Durante le lezioni, l’insegnante comunica con i bambini attraverso canti melodici e ritmici senza parole, ascoltando le loro risposte musicali spontanee e contestualizzandole in un dialogo musicale; il movimento libero ed istintivo dei bambini viene favorito e rispecchiato attraverso l’esempio diretto dell’insegnante, divenendo un veicolo di apprendimento e di espressione individuale.

Obiettivi

L’obiettivo principale è quello di sviluppare la musicalità del bambino in età prescolare, attraverso l’ascolto di melodie e ritmi senza parole creati appositamente per lo sviluppo dell’attitudine musicale. Verranno proposte attività che stimolano la coordinazione, la socializzazione e la musicalità, e che avranno la finalità di sviluppare l’equilibrio, l’intonazione, la propriocezione ed il senso ritmico. Numerose ricerche effettuate in ambito psicoacustico hanno dimostrato il ruolo della musica nello sviluppo neurologico soprattutto in età prescolare, ed è quindi obiettivo di questo corso sfruttare il potenziale di apprendimento del bambino stimolandolo su più livelli.

Metodologia

La metodologia si ispira alla Music Learning Theory elaborata da E. Gordon, che si fonda sul presupposto che la musica si possa apprendere secondo processi analoghi a quelli con cui si apprende il linguaggio; l’adulto competente musicalmente guida informalmente il bambino all’apprendimento musicale, attraverso l’esempio diretto, il gioco e il movimento. Il corso ha la finalità di guidare il bambino allo sviluppo dell’intonazione e del senso ritmico: con le attività di gioco musicale di gruppo i bambini verranno guidati attraverso le fasi di “Acculturazione”, “Imitazione” e “Assimilazione”, per sviluppare la capacità di audiation, equivalente a quella di pensiero nel linguaggio.

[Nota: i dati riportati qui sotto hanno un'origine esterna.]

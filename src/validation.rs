//! Configuration Validation - Rule/Policy Separation
//!
//! Rules produce structured violations.
//! Any `Error` violation aborts the run before the first byte is read.

use serde::{Deserialize, Serialize};
use std::collections::HashSet;
use std::path::Path;

use crate::codec::SpriteFormat;
use crate::config::SpriteConfig;

#[derive(Debug, Clone, Serialize, Deserialize, PartialEq, Eq)]
#[serde(rename_all = "snake_case")]
pub enum ViolationSeverity {
    Error,
    Warning,
}

#[derive(Debug, Clone, Serialize, Deserialize)]
pub struct ConfigViolation {
    pub rule: String,
    pub severity: ViolationSeverity,
    pub message: String,
    pub remediation: Vec<String>,
}

impl ConfigViolation {
    fn error(rule: &str, message: impl Into<String>, remediation: &str) -> Self {
        Self {
            rule: rule.to_string(),
            severity: ViolationSeverity::Error,
            message: message.into(),
            remediation: vec![remediation.to_string()],
        }
    }

    fn warning(rule: &str, message: impl Into<String>, remediation: &str) -> Self {
        Self {
            severity: ViolationSeverity::Warning,
            ..Self::error(rule, message, remediation)
        }
    }
}

#[derive(Debug, Clone, Serialize, Deserialize)]
pub struct ValidationReport {
    pub valid: bool,
    pub violations: Vec<ConfigViolation>,
}

impl ValidationReport {
    pub fn errors(&self) -> impl Iterator<Item = &ConfigViolation> {
        self.violations
            .iter()
            .filter(|v| v.severity == ViolationSeverity::Error)
    }

    pub fn warnings(&self) -> impl Iterator<Item = &ConfigViolation> {
        self.violations
            .iter()
            .filter(|v| v.severity == ViolationSeverity::Warning)
    }

    /// "rule: message; rule: message" over the errors only.
    pub fn error_summary(&self) -> String {
        self.errors()
            .map(|v| format!("{}: {}", v.rule, v.message))
            .collect::<Vec<_>>()
            .join("; ")
    }
}

/// Configuration rule trait - produces violations
pub trait ConfigRule: Send + Sync {
    fn name(&self) -> &'static str;
    fn check(&self, config: &SpriteConfig) -> Vec<ConfigViolation>;
}

// --- Concrete Rules ---

pub struct PathsRule;

impl ConfigRule for PathsRule {
    fn name(&self) -> &'static str { "paths" }

    fn check(&self, config: &SpriteConfig) -> Vec<ConfigViolation> {
        let mut violations = vec![];
        let mut required = vec![
            ("src.dir".to_string(), Some(&config.src.dir)),
            ("dst.spriteFile".to_string(), Some(&config.dst.sprite_file)),
            ("dst.cssFile".to_string(), Some(&config.dst.css_file)),
            ("dst.preloadFile".to_string(), config.dst.preload_file.as_ref()),
        ];
        for (i, extra) in config.dst.extra_sprite_files.iter().enumerate() {
            required.push((format!("dst.extraSpriteFiles[{}]", i), Some(extra)));
        }

        for (field, value) in required {
            let Some(value) = value else { continue };
            if value.trim().is_empty() {
                violations.push(ConfigViolation::error(
                    self.name(),
                    format!("{} is empty", field),
                    "Provide a relative path or remove the override",
                ));
            } else if field.starts_with("dst.") && Path::new(value).is_absolute() {
                violations.push(ConfigViolation::error(
                    self.name(),
                    format!("{} must be relative, got {}", field, value),
                    "Output paths are resolved against the source or output root",
                ));
            }
        }
        violations
    }
}

pub struct DiscoveryRule;

impl ConfigRule for DiscoveryRule {
    fn name(&self) -> &'static str { "discovery" }

    fn check(&self, config: &SpriteConfig) -> Vec<ConfigViolation> {
        let mut violations = vec![];
        match &config.src.correspondence {
            None => {
                let extension = &config.src.extension;
                if !extension.starts_with('.') || extension.len() < 2 {
                    violations.push(ConfigViolation::error(
                        self.name(),
                        format!("src.extension must look like \".png\", got {:?}", extension),
                        "Set src.extension to a dotted file extension",
                    ));
                } else if !input_readable(extension) {
                    violations.push(self.unreadable("src.extension", extension));
                }
            }
            Some(entries) if entries.is_empty() => violations.push(ConfigViolation::error(
                self.name(),
                "src.correspondence is empty",
                "List at least one icon, or set correspondence to null to scan src.dir",
            )),
            Some(entries) => {
                for (i, entry) in entries.iter().enumerate() {
                    if entry.icon_name.trim().is_empty() || entry.file_name.trim().is_empty() {
                        violations.push(ConfigViolation::error(
                            self.name(),
                            format!("src.correspondence[{}] has an empty iconName or fileName", i),
                            "Every entry needs both iconName and fileName",
                        ));
                    } else if let Some(ext) = Path::new(&entry.file_name).extension() {
                        if !input_readable(&ext.to_string_lossy()) {
                            let field = format!("src.correspondence[{}].fileName", i);
                            violations.push(self.unreadable(&field, &entry.file_name));
                        }
                    }
                }
            }
        }
        violations
    }
}

impl DiscoveryRule {
    fn unreadable(&self, field: &str, value: &str) -> ConfigViolation {
        ConfigViolation::error(
            self.name(),
            format!("{} {:?}: AVIF icons cannot be decoded", field, value),
            "Convert the icons to PNG or WEBP; AVIF is supported as a sprite output only",
        )
    }
}

// Unknown extensions are left to the codec; only known write-only formats fail here.
fn input_readable(extension: &str) -> bool {
    SpriteFormat::from_extension(extension).map_or(true, SpriteFormat::is_decodable)
}

pub struct UniqueNamesRule;

impl ConfigRule for UniqueNamesRule {
    fn name(&self) -> &'static str { "unique_names" }

    fn check(&self, config: &SpriteConfig) -> Vec<ConfigViolation> {
        let Some(entries) = &config.src.correspondence else {
            return vec![];
        };
        let mut seen = HashSet::new();
        entries
            .iter()
            .filter(|e| !seen.insert(e.icon_name.as_str()))
            .map(|e| {
                ConfigViolation::error(
                    self.name(),
                    format!("icon name {:?} is listed more than once", e.icon_name),
                    "Give each icon a distinct iconName",
                )
            })
            .collect()
    }
}

pub struct SpriteFormatRule;

impl ConfigRule for SpriteFormatRule {
    fn name(&self) -> &'static str { "sprite_format" }

    fn check(&self, config: &SpriteConfig) -> Vec<ConfigViolation> {
        std::iter::once(&config.dst.sprite_file)
            .chain(config.dst.extra_sprite_files.iter())
            .filter(|file| !file.trim().is_empty() && SpriteFormat::from_path(file).is_none())
            .map(|file| {
                ConfigViolation::error(
                    self.name(),
                    format!("cannot encode sprite as {}", file),
                    "Use a .png, .webp or .avif file name",
                )
            })
            .collect()
    }
}

pub struct CssIdentifierRule;

impl ConfigRule for CssIdentifierRule {
    fn name(&self) -> &'static str { "css_identifiers" }

    fn check(&self, config: &SpriteConfig) -> Vec<ConfigViolation> {
        let mut violations = vec![];
        for (field, value) in [
            ("dst.cssMainClass", &config.dst.css_main_class),
            ("dst.cssPrefix", &config.dst.css_prefix),
        ] {
            match value.chars().next() {
                None => violations.push(ConfigViolation::error(
                    self.name(),
                    format!("{} is empty", field),
                    "Use a selector such as \".sprite\"",
                )),
                Some(c) if c != '.' && c != '#' && !c.is_ascii_alphabetic() => {
                    violations.push(ConfigViolation::warning(
                        self.name(),
                        format!("{} {:?} does not look like a selector", field, value),
                        "Selectors usually start with '.', '#' or an element name",
                    ))
                }
                Some(_) => {}
            }
        }
        violations
    }
}

/// Validator orchestrates rules
pub struct ConfigValidator {
    rules: Vec<Box<dyn ConfigRule>>,
}

impl ConfigValidator {
    pub fn new() -> Self {
        Self {
            rules: vec![
                Box::new(PathsRule),
                Box::new(DiscoveryRule),
                Box::new(UniqueNamesRule),
                Box::new(SpriteFormatRule),
                Box::new(CssIdentifierRule),
            ],
        }
    }

    pub fn validate(&self, config: &SpriteConfig) -> ValidationReport {
        let violations: Vec<_> = self
            .rules
            .iter()
            .flat_map(|rule| rule.check(config))
            .collect();

        // Warnings never block
        let valid = !violations
            .iter()
            .any(|v| v.severity == ViolationSeverity::Error);

        ValidationReport { valid, violations }
    }
}

impl Default for ConfigValidator {
    fn default() -> Self {
        Self::new()
    }
}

Le attività si svolgono secondo la modalità della “guida informale”: gli insegnanti mettono in atto per primi, fornendo un esempio diretto, le competenze musicali che il bambino sviluppa gradualmente e senza pressione. L ́atmosfera di gioco e la relazione di gruppo

favoriscono l’apprendimento musicale del bambino nel rispetto dei propri tempi e della propria individualità.
L’insegnante che propone il corso ha seguito uno specifico Corso Nazionale di Formazione presso l’AIGAM, unico ente italiano riconosciuto da E. E. Gordon per la formazione degli insegnanti secondo la Music Learning Theory.

La MLT è un metodo educativo musicale che promuove come competenza fondamentale l’audiation, definita da Gordon “capacità di sentire e comprendere nella propria mente musica non fisicamente presente nell’ambiente”.
La capacità di audiation, vero e proprio “pensiero musicale”, è indispensabile per comprendere la sintassi musicale, sia nella produzione che nell’ascolto, per sviluppare una buona lettura musicale e per improvvisare musicalmente. Non è dunque la crescita di un bambino musicalmente “geniale” o del musicista professionista a costituire la finalità della MLT, ma quella di sviluppare la comprensione della sintassi e dell’espressione musicale.

Organizzazione e logistica del corso

Le lezioni hanno cadenza settimanale, con durata di 45 minuti, ed avvengono in un ambiente il più possibile sgombro da qualsiasi oggetto che possa ostacolare il libero movimento (possibilmente una stanza vuota), in un’atmosfera informale che permetta loro di poter esprimere in modo spontaneo e naturale le loro risposte agli stimoli musicali. Non è prevista la partecipazione di adulti, ma in caso di difficoltà del bambino può essere preso in considerazione un inserimento graduale.